Giti Tire (USA) Ltd. said it was disappointed in the antidumping determination. We are waiting for (Commerce) to release the full detail calculation so we can review it and understand the numbers,' the company said.
Scott Rhodes, vice president of sales-North American for Omni United U.S.A., said Omni would discuss the impact of the ruling on all stakeholders in its supply chain, including the factories and channel partners.
Omni United is committed to protecting our customers' interests, and we will do whatever we can to ensure their trust in us as partners, Mr. Rhodes said.
The USW filed petitions with the International Trade Commission in June 2014, requesting countervailing and antidumping duties against Chinese passenger and light truck tires based on Sections 701 and 731 of the Trade Act.
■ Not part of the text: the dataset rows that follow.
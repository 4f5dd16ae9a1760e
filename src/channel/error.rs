use thiserror::Error;

use crate::escrow::TransferError;

/// Why an input was rejected before any state was read.
#[derive(Error, Debug, Clone, Copy, PartialEq, Eq)]
pub enum InvalidInputReason {
    #[error("channel id must be 1 to 32 bytes, got {0}")]
    ChannelIdLength(usize),
    #[error("amount must be greater than zero")]
    ZeroAmount,
    #[error("signature must be 65 bytes, got {0}")]
    SignatureLength(usize),
    #[error("caller and counterparty must differ")]
    SelfDealing,
    #[error("amount overflows the channel total")]
    Overflow,
}

/// Outcome of a rejected channel operation.
///
/// Every variant means the operation had no effect: no record changed and no
/// funds moved.
#[derive(Error, Debug, Clone, Copy, PartialEq, Eq)]
pub enum ChannelError {
    #[error("caller is not authorized")]
    NotAuthorized,
    #[error("channel already exists")]
    ChannelExists,
    #[error("channel not found")]
    ChannelNotFound,
    #[error("settlement does not match the channel's total deposit")]
    InsufficientFunds,
    #[error("invalid signature")]
    InvalidSignature,
    #[error("channel is closed")]
    ChannelClosed,
    #[error("dispute period has not elapsed")]
    DisputePeriod,
    #[error("invalid input: {0}")]
    InvalidInput(InvalidInputReason),
    #[error("escrow transfer failed: {0}")]
    Transfer(#[from] TransferError),
}

impl ChannelError {
    /// Stable numeric code, as reported by the hosting ledger.
    pub fn code(&self) -> u32 {
        match self {
            ChannelError::NotAuthorized => 100,
            ChannelError::ChannelExists => 101,
            ChannelError::ChannelNotFound => 102,
            ChannelError::InsufficientFunds => 103,
            ChannelError::InvalidSignature => 104,
            ChannelError::ChannelClosed => 105,
            ChannelError::DisputePeriod => 106,
            ChannelError::InvalidInput(_) => 107,
            ChannelError::Transfer(_) => 108,
        }
    }
}

impl From<InvalidInputReason> for ChannelError {
    fn from(reason: InvalidInputReason) -> Self {
        Self::InvalidInput(reason)
    }
}
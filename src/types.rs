//! Fixed-width value types shared by the channel engine, the escrow gateway
//! and the signature layer.

use core::fmt::Debug;

use rand::{distributions::Standard, prelude::Distribution};
use serde::Serialize;
use uint::construct_uint;

macro_rules! impl_hex_debug {
    ($T:ident) => {
        impl Debug for $T {
            fn fmt(&self, f: &mut core::fmt::Formatter<'_>) -> core::fmt::Result {
                f.write_str("0x")?;
                for b in self.as_ref() {
                    f.write_fmt(format_args!("{:02x}", b))?;
                }
                Ok(())
            }
        }
    };
}

macro_rules! bytesN {
    ( $T:ident, $N:literal ) => {
        #[derive(PartialEq, Eq, PartialOrd, Ord, Hash, Copy, Clone)]
        pub struct $T(pub [u8; $N]);

        impl Serialize for $T {
            fn serialize<S>(&self, serializer: S) -> Result<S::Ok, S::Error>
            where
                S: serde::Serializer,
            {
                serializer.serialize_bytes(&self.0)
            }
        }

        impl Distribution<$T> for Standard {
            fn sample<R: rand::Rng + ?Sized>(&self, rng: &mut R) -> $T {
                $T(rng.gen())
            }
        }

        impl Default for $T {
            fn default() -> Self {
                Self([0; $N])
            }
        }

        impl AsRef<[u8]> for $T {
            fn as_ref(&self) -> &[u8] {
                &self.0
            }
        }

        impl_hex_debug!($T);
    };
}

bytesN!(Hash, 32);
bytesN!(Address, 20);
bytesN!(Signature, 65);

impl Signature {
    pub fn new(rs: &[u8; 64], v: u8) -> Self {
        let mut sig: Signature = Signature([0; 65]);
        sig.0[..64].copy_from_slice(rs);
        sig.0[64] = v;
        sig
    }
}

// Amounts use a 256-bit unsigned integer so the settlement message can encode
// them in a single 32 byte slot, the width the signing wallets expect.
construct_uint! {
    pub struct U256(4);
}

impl U256 {
    /// Big-endian 32 byte representation, as used in the settlement message.
    pub fn to_be_bytes32(&self) -> [u8; 32] {
        let mut bytes = [0u8; 32];
        self.to_big_endian(&mut bytes);
        bytes
    }
}

impl Serialize for U256 {
    fn serialize<S>(&self, serializer: S) -> Result<S::Ok, S::Error>
    where
        S: serde::Serializer,
    {
        serializer.serialize_bytes(&self.to_be_bytes32())
    }
}

impl Distribution<U256> for Standard {
    fn sample<R: rand::Rng + ?Sized>(&self, rng: &mut R) -> U256 {
        let buf: [u8; 32] = rng.gen();
        U256::from_big_endian(&buf)
    }
}

/// Maximum length of a [ChannelId] in bytes.
pub const MAX_CHANNEL_ID_LEN: usize = 32;

/// Opaque channel identifier of 1 to 32 bytes.
///
/// Stored inline so records and keys stay `Copy`. Only the first `len` bytes
/// of the buffer are meaningful, the rest is always zero, so the derived
/// equality and hashing agree with comparing the byte slices.
#[derive(PartialEq, Eq, PartialOrd, Ord, Hash, Copy, Clone)]
pub struct ChannelId {
    len: u8,
    bytes: [u8; MAX_CHANNEL_ID_LEN],
}

/// Returned when constructing a [ChannelId] from a slice that is empty or
/// longer than [MAX_CHANNEL_ID_LEN].
#[derive(Debug, Clone, Copy, PartialEq, Eq)]
pub struct ChannelIdLengthError(pub usize);

impl ChannelId {
    pub fn as_bytes(&self) -> &[u8] {
        &self.bytes[..self.len as usize]
    }

    pub fn len(&self) -> usize {
        self.len as usize
    }

    /// Always false, a [ChannelId] holds at least one byte.
    pub fn is_empty(&self) -> bool {
        self.len == 0
    }
}

impl TryFrom<&[u8]> for ChannelId {
    type Error = ChannelIdLengthError;

    fn try_from(value: &[u8]) -> Result<Self, Self::Error> {
        if value.is_empty() || value.len() > MAX_CHANNEL_ID_LEN {
            return Err(ChannelIdLengthError(value.len()));
        }
        let mut bytes = [0u8; MAX_CHANNEL_ID_LEN];
        bytes[..value.len()].copy_from_slice(value);
        Ok(Self {
            len: value.len() as u8,
            bytes,
        })
    }
}

impl AsRef<[u8]> for ChannelId {
    fn as_ref(&self) -> &[u8] {
        self.as_bytes()
    }
}

impl_hex_debug!(ChannelId);

impl Serialize for ChannelId {
    fn serialize<S>(&self, serializer: S) -> Result<S::Ok, S::Error>
    where
        S: serde::Serializer,
    {
        serializer.serialize_bytes(self.as_bytes())
    }
}
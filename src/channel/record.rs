use serde::Serialize;

use crate::types::{Address, ChannelId, U256};

/// Identity of a channel.
///
/// The same two parties may hold several channels under different ids, and
/// swapping `participant_a` and `participant_b` names a different channel.
#[derive(Serialize, Debug, Clone, Copy, PartialEq, Eq, Hash)]
pub struct ChannelKey {
    pub channel_id: ChannelId,
    /// The creator, who funds the channel and drives settlement.
    pub participant_a: Address,
    pub participant_b: Address,
}

impl ChannelKey {
    pub fn new(channel_id: ChannelId, participant_a: Address, participant_b: Address) -> Self {
        Self {
            channel_id,
            participant_a,
            participant_b,
        }
    }
}

/// Where a channel is in its lifecycle, derived from the stored fields.
#[derive(Debug, Clone, Copy, PartialEq, Eq)]
pub enum ChannelPhase {
    Open,
    /// A unilateral settlement was proposed and finalizes at `deadline`.
    Disputed { deadline: u64 },
    Closed,
}

/// Mutable state of a channel.
///
/// While open, `balance_a + balance_b == total_deposited`. Once closed all
/// three are zero and the record never changes again.
#[derive(Serialize, Debug, Clone, Copy, PartialEq, Eq)]
pub struct ChannelRecord {
    pub total_deposited: U256,
    pub balance_a: U256,
    pub balance_b: U256,
    pub is_open: bool,
    /// Height at which a pending unilateral settlement may be resolved, 0 if
    /// none is pending.
    pub dispute_deadline: u64,
    /// Reserved for replay protection, currently never incremented.
    pub nonce: u64,
}

impl ChannelRecord {
    pub(super) fn opened(deposit: U256) -> Self {
        Self {
            total_deposited: deposit,
            balance_a: deposit,
            balance_b: U256::zero(),
            is_open: true,
            dispute_deadline: 0,
            nonce: 0,
        }
    }

    pub fn phase(&self) -> ChannelPhase {
        if !self.is_open {
            ChannelPhase::Closed
        } else if self.dispute_deadline != 0 {
            ChannelPhase::Disputed {
                deadline: self.dispute_deadline,
            }
        } else {
            ChannelPhase::Open
        }
    }

    /// Whether the fund conservation law holds for this record.
    pub fn is_conserved(&self) -> bool {
        if self.is_open {
            self.balance_a.checked_add(self.balance_b) == Some(self.total_deposited)
        } else {
            self.total_deposited.is_zero() && self.balance_a.is_zero() && self.balance_b.is_zero()
        }
    }

    pub(super) fn close(&mut self) {
        self.total_deposited = U256::zero();
        self.balance_a = U256::zero();
        self.balance_b = U256::zero();
        self.is_open = false;
    }
}
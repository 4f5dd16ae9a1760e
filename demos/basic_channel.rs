//! Walkthrough: Alice opens a channel to Bob, pays him off-chain a few times
//! and both settle cooperatively on the engine.
//!
//! Alice and Bob run as separate tokio tasks. The off-chain relay between them
//! is a pair of mpsc channels, the ledger is a shared [ChannelEngine] backed by
//! an in-memory escrow.

use std::sync::Arc;

use paychan::{
    channel::settlement_hash,
    escrow::MemoryEscrow,
    sig::{EcdsaVerifier, Signer, Verifier},
    Address, CallContext, ChannelEngine, ChannelId, Config, Signature, U256,
};
use tokio::sync::{mpsc, Mutex};

const CHANNEL_ID: &[u8] = b"alice-bob-1";
const DEPOSIT: u64 = 100;
const PAYMENTS: [u64; 3] = [10, 25, 5];

type Engine = Arc<Mutex<ChannelEngine<MemoryEscrow>>>;

/// Off-chain messages between the two parties.
#[derive(Debug)]
enum Message {
    /// Alice proposes a new split and signs it.
    Update {
        balance_a: U256,
        balance_b: U256,
        sig: Signature,
    },
    /// Bob countersigns the last split.
    Accepted { sig: Signature },
    Done,
}

fn sign_split(signer: &Signer, balance_a: U256, balance_b: U256) -> Signature {
    let id = ChannelId::try_from(CHANNEL_ID).expect("static id is valid");
    let hash = settlement_hash(id, balance_a, balance_b).expect("settlement is encodable");
    signer.sign_eth(hash).expect("signing never fails for a valid key")
}

async fn alice(
    signer: Signer,
    bob: Address,
    engine: Engine,
    tx: mpsc::Sender<Message>,
    mut rx: mpsc::Receiver<Message>,
) {
    let me = signer.address();
    engine
        .lock()
        .await
        .create_channel(CallContext::new(me, 1), CHANNEL_ID, bob, U256::from(DEPOSIT))
        .unwrap();
    println!("Alice: opened channel with {DEPOSIT}");

    let mut balance_a = U256::from(DEPOSIT);
    let mut balance_b = U256::zero();
    let mut last = None;
    for payment in PAYMENTS {
        balance_a -= U256::from(payment);
        balance_b += U256::from(payment);
        let sig = sign_split(&signer, balance_a, balance_b);
        tx.send(Message::Update {
            balance_a,
            balance_b,
            sig,
        })
        .await
        .unwrap();

        match rx.recv().await {
            Some(Message::Accepted { sig: bob_sig }) => {
                println!("Alice: Bob accepted {balance_a}/{balance_b}");
                last = Some((balance_a, balance_b, sig, bob_sig));
            }
            other => panic!("Unexpected message: {:?}", other),
        }
    }
    tx.send(Message::Done).await.unwrap();

    let (balance_a, balance_b, sig_a, sig_b) = last.expect("at least one payment");
    engine
        .lock()
        .await
        .close_channel_cooperative(
            CallContext::new(me, 2),
            CHANNEL_ID,
            bob,
            balance_a,
            balance_b,
            &sig_a.0,
            &sig_b.0,
        )
        .unwrap();
    println!("Alice: channel closed cooperatively");
}

async fn bob(
    signer: Signer,
    alice: Address,
    tx: mpsc::Sender<Message>,
    mut rx: mpsc::Receiver<Message>,
) {
    let id = ChannelId::try_from(CHANNEL_ID).expect("static id is valid");
    while let Some(msg) = rx.recv().await {
        match msg {
            Message::Update {
                balance_a,
                balance_b,
                sig,
            } => {
                // A real wallet would also check the split against its own
                // view of the channel before countersigning.
                let hash = settlement_hash(id, balance_a, balance_b).unwrap();
                if !EcdsaVerifier.verify(hash, &sig, alice) {
                    println!("Bob: rejecting update with invalid signature");
                    break;
                }
                let sig = sign_split(&signer, balance_a, balance_b);
                tx.send(Message::Accepted { sig }).await.unwrap();
            }
            Message::Done => break,
            other => panic!("Unexpected message: {:?}", other),
        }
    }
    println!("Bob done");
}

#[tokio::main]
async fn main() {
    tracing_subscriber::fmt()
        .with_env_filter(
            tracing_subscriber::EnvFilter::try_from_default_env()
                .unwrap_or_else(|_| "paychan=debug".into()),
        )
        .init();

    // Do not use that on any real device, this is just for the demo.
    let alice_signer = Signer::new(&mut rand::thread_rng());
    let bob_signer = Signer::new(&mut rand::thread_rng());
    let (alice_addr, bob_addr) = (alice_signer.address(), bob_signer.address());

    let mut escrow = MemoryEscrow::new();
    escrow.mint(alice_addr, U256::from(1_000u64)).unwrap();
    let owner: Address = rand::random();
    let engine: Engine = Arc::new(Mutex::new(ChannelEngine::new(Config::new(owner), escrow)));

    let (to_bob, bob_rx) = mpsc::channel(8);
    let (to_alice, alice_rx) = mpsc::channel(8);

    let a_handle = tokio::spawn(alice(
        alice_signer,
        bob_addr,
        engine.clone(),
        to_bob,
        alice_rx,
    ));
    let b_handle = tokio::spawn(bob(bob_signer, alice_addr, to_alice, bob_rx));

    a_handle.await.unwrap();
    b_handle.await.unwrap();

    let engine = engine.lock().await;
    println!(
        "Final balances: Alice {}, Bob {}",
        engine.escrow().balance_of(alice_addr),
        engine.escrow().balance_of(bob_addr)
    );
    println!(
        "Channel record: {:#?}",
        engine.get_channel_info(CHANNEL_ID, alice_addr, bob_addr)
    );
}
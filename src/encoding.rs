//! Packed canonical encoding used to build the messages parties sign.
//!
//! Values are written field by field into a [Writer], without padding or
//! length prefixes. Fixed-width types are written in big-endian order, byte
//! strings as-is. This is only unambiguous when at most one field has a
//! variable width, which callers must ensure by hashing variable-width fields
//! down to a digest before encoding.
//!
//! Only the subset of the serde data model needed for flat structs of bytes
//! and integers is supported. Everything else is rejected with
//! [Error::TypeNotRepresentable] instead of silently picking a representation.

use core::fmt::Display;

use serde::{
    ser::{self, Impossible, SerializeStruct, SerializeTuple},
    Serialize,
};
use sha3::{Digest, Keccak256};
use thiserror::Error;

use crate::types::Hash;

/// Represents all possible errors that can happen during encoding.
#[derive(Error, Debug, Clone, PartialEq, Eq)]
pub enum Error {
    /// The value contains a type with no canonical packed representation, for
    /// example floats, strings, enums or maps.
    #[error("type is not representable in packed encoding: {0}")]
    TypeNotRepresentable(&'static str),
    #[error("{0}")]
    Custom(String),
}

impl ser::Error for Error {
    fn custom<T>(msg: T) -> Self
    where
        T: Display,
    {
        Error::Custom(msg.to_string())
    }
}

pub type Result<T> = core::result::Result<T, Error>;

/// Sink for encoded bytes.
pub trait Writer {
    fn write(&mut self, bytes: &[u8]);
}

impl Writer for Vec<u8> {
    fn write(&mut self, bytes: &[u8]) {
        self.extend_from_slice(bytes);
    }
}

#[derive(Default)]
pub struct Keccak256Writer {
    hasher: Keccak256,
}

impl Writer for Keccak256Writer {
    fn write(&mut self, bytes: &[u8]) {
        self.hasher.update(bytes);
    }
}

impl Keccak256Writer {
    pub fn finalize(self) -> Hash {
        Hash(self.hasher.finalize().into())
    }
}

pub struct Serializer<'w, W: Writer> {
    writer: &'w mut W,
}

impl<'w, W: Writer> Serializer<'w, W> {
    pub fn new(writer: &'w mut W) -> Self {
        Self { writer }
    }
}

/// Encode `value` into `writer`.
pub fn to_writer<T, W>(value: &T, writer: &mut W) -> Result<()>
where
    T: Serialize + ?Sized,
    W: Writer,
{
    value.serialize(&mut Serializer::new(writer))
}

/// Encode `value` into a fresh byte vector.
pub fn to_bytes<T>(value: &T) -> Result<Vec<u8>>
where
    T: Serialize + ?Sized,
{
    let mut buf = Vec::new();
    to_writer(value, &mut buf)?;
    Ok(buf)
}

/// Keccak-256 of the packed encoding of `value`.
pub fn to_hash<T>(value: &T) -> Result<Hash>
where
    T: Serialize + ?Sized,
{
    let mut writer = Keccak256Writer::default();
    to_writer(value, &mut writer)?;
    Ok(writer.finalize())
}

macro_rules! not_representable {
    ($($method:ident($($ty:ty),*) => $name:literal;)*) => {
        $(
            fn $method(self, $(_: $ty),*) -> Result<()> {
                Err(Error::TypeNotRepresentable($name))
            }
        )*
    };
}

impl<'a, 'w, W: Writer> ser::Serializer for &'a mut Serializer<'w, W> {
    type Ok = ();
    type Error = Error;

    type SerializeSeq = Impossible<(), Error>;
    type SerializeTuple = Self;
    type SerializeTupleStruct = Impossible<(), Error>;
    type SerializeTupleVariant = Impossible<(), Error>;
    type SerializeMap = Impossible<(), Error>;
    type SerializeStruct = Self;
    type SerializeStructVariant = Impossible<(), Error>;

    fn serialize_bool(self, v: bool) -> Result<()> {
        self.writer.write(&[v as u8]);
        Ok(())
    }

    fn serialize_u8(self, v: u8) -> Result<()> {
        self.writer.write(&[v]);
        Ok(())
    }

    fn serialize_u16(self, v: u16) -> Result<()> {
        self.writer.write(&v.to_be_bytes());
        Ok(())
    }

    fn serialize_u32(self, v: u32) -> Result<()> {
        self.writer.write(&v.to_be_bytes());
        Ok(())
    }

    fn serialize_u64(self, v: u64) -> Result<()> {
        self.writer.write(&v.to_be_bytes());
        Ok(())
    }

    fn serialize_u128(self, v: u128) -> Result<()> {
        self.writer.write(&v.to_be_bytes());
        Ok(())
    }

    fn serialize_bytes(self, v: &[u8]) -> Result<()> {
        self.writer.write(v);
        Ok(())
    }

    fn serialize_newtype_struct<T>(self, _name: &'static str, value: &T) -> Result<()>
    where
        T: Serialize + ?Sized,
    {
        value.serialize(self)
    }

    fn serialize_tuple(self, _len: usize) -> Result<Self::SerializeTuple> {
        Ok(self)
    }

    fn serialize_struct(self, _name: &'static str, _len: usize) -> Result<Self::SerializeStruct> {
        Ok(self)
    }

    not_representable! {
        serialize_i8(i8) => "i8";
        serialize_i16(i16) => "i16";
        serialize_i32(i32) => "i32";
        serialize_i64(i64) => "i64";
        serialize_f32(f32) => "f32";
        serialize_f64(f64) => "f64";
        serialize_char(char) => "char";
        serialize_str(&str) => "str";
        serialize_none() => "option";
        serialize_unit() => "unit";
        serialize_unit_struct(&'static str) => "unit struct";
        serialize_unit_variant(&'static str, u32, &'static str) => "enum";
    }

    fn serialize_some<T>(self, _value: &T) -> Result<()>
    where
        T: Serialize + ?Sized,
    {
        Err(Error::TypeNotRepresentable("option"))
    }

    fn serialize_newtype_variant<T>(
        self,
        _name: &'static str,
        _variant_index: u32,
        _variant: &'static str,
        _value: &T,
    ) -> Result<()>
    where
        T: Serialize + ?Sized,
    {
        Err(Error::TypeNotRepresentable("enum"))
    }

    fn serialize_seq(self, _len: Option<usize>) -> Result<Self::SerializeSeq> {
        Err(Error::TypeNotRepresentable("sequence"))
    }

    fn serialize_tuple_struct(
        self,
        _name: &'static str,
        _len: usize,
    ) -> Result<Self::SerializeTupleStruct> {
        Err(Error::TypeNotRepresentable("tuple struct"))
    }

    fn serialize_tuple_variant(
        self,
        _name: &'static str,
        _variant_index: u32,
        _variant: &'static str,
        _len: usize,
    ) -> Result<Self::SerializeTupleVariant> {
        Err(Error::TypeNotRepresentable("enum"))
    }

    fn serialize_map(self, _len: Option<usize>) -> Result<Self::SerializeMap> {
        Err(Error::TypeNotRepresentable("map"))
    }

    fn serialize_struct_variant(
        self,
        _name: &'static str,
        _variant_index: u32,
        _variant: &'static str,
        _len: usize,
    ) -> Result<Self::SerializeStructVariant> {
        Err(Error::TypeNotRepresentable("enum"))
    }
}

impl<'a, 'w, W: Writer> SerializeTuple for &'a mut Serializer<'w, W> {
    type Ok = ();
    type Error = Error;

    fn serialize_element<T>(&mut self, value: &T) -> Result<()>
    where
        T: Serialize + ?Sized,
    {
        value.serialize(&mut **self)
    }

    fn end(self) -> Result<()> {
        Ok(())
    }
}

impl<'a, 'w, W: Writer> SerializeStruct for &'a mut Serializer<'w, W> {
    type Ok = ();
    type Error = Error;

    fn serialize_field<T>(&mut self, _key: &'static str, value: &T) -> Result<()>
    where
        T: Serialize + ?Sized,
    {
        value.serialize(&mut **self)
    }

    fn end(self) -> Result<()> {
        Ok(())
    }
}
The USW had previously received high tariffs against Chinese tires between September 2009 and September 2012 under Section 421 of the Trade Act. Since the tariffs lapsed, the USW argued, Chinese tire exports to the U.S. had skyrocketed once again.
In the Jan. 21 Federal Register notice, Commerce said it investigated Chinese tire imports from between Oct. 1, 2013, and March 31, 2014. It found preliminary dumping margins of 19.17 percent against Giti and its subsidiaries, and of 36.26 percent against Sailun Group. Co. Ltd. and its subsidiaries.
Commerce found a 27.72-percent dumping rate against 65 companies and their subsidiaries, including Cooper, Triangle, Bridgestone Corp., Goodyear Dalian Tire Co., Hankook Tire China Co. Ltd., Pirelli Tyre Co. Ltd., Kumho Tire Co. Inc., Toyo Tire (Zhangjiagang) Co. Ltd., and dozens of tire firms based in the prime tire manufacturing areas of Qingdao and Shandong, China.
Ruling on the critical circumstances petition filed by the USW in September 2014, Commerce preliminarily determined Jan. 21 that critical circumstances existed for all companies except Giti and Sailun.
Commerce is requesting comments on this ruling, and interested parties also have 30 days counting from Jan. 27 to request a public hearing. The agency said it will make its final determination on or about June 12. If that determination is affirmative, the International Trade Commission will make its final determination of material injury by the end of July.
Racing tires, trailer tires, specialty tires, non-pneumatic tires and temporary spares are exempt from this investigation.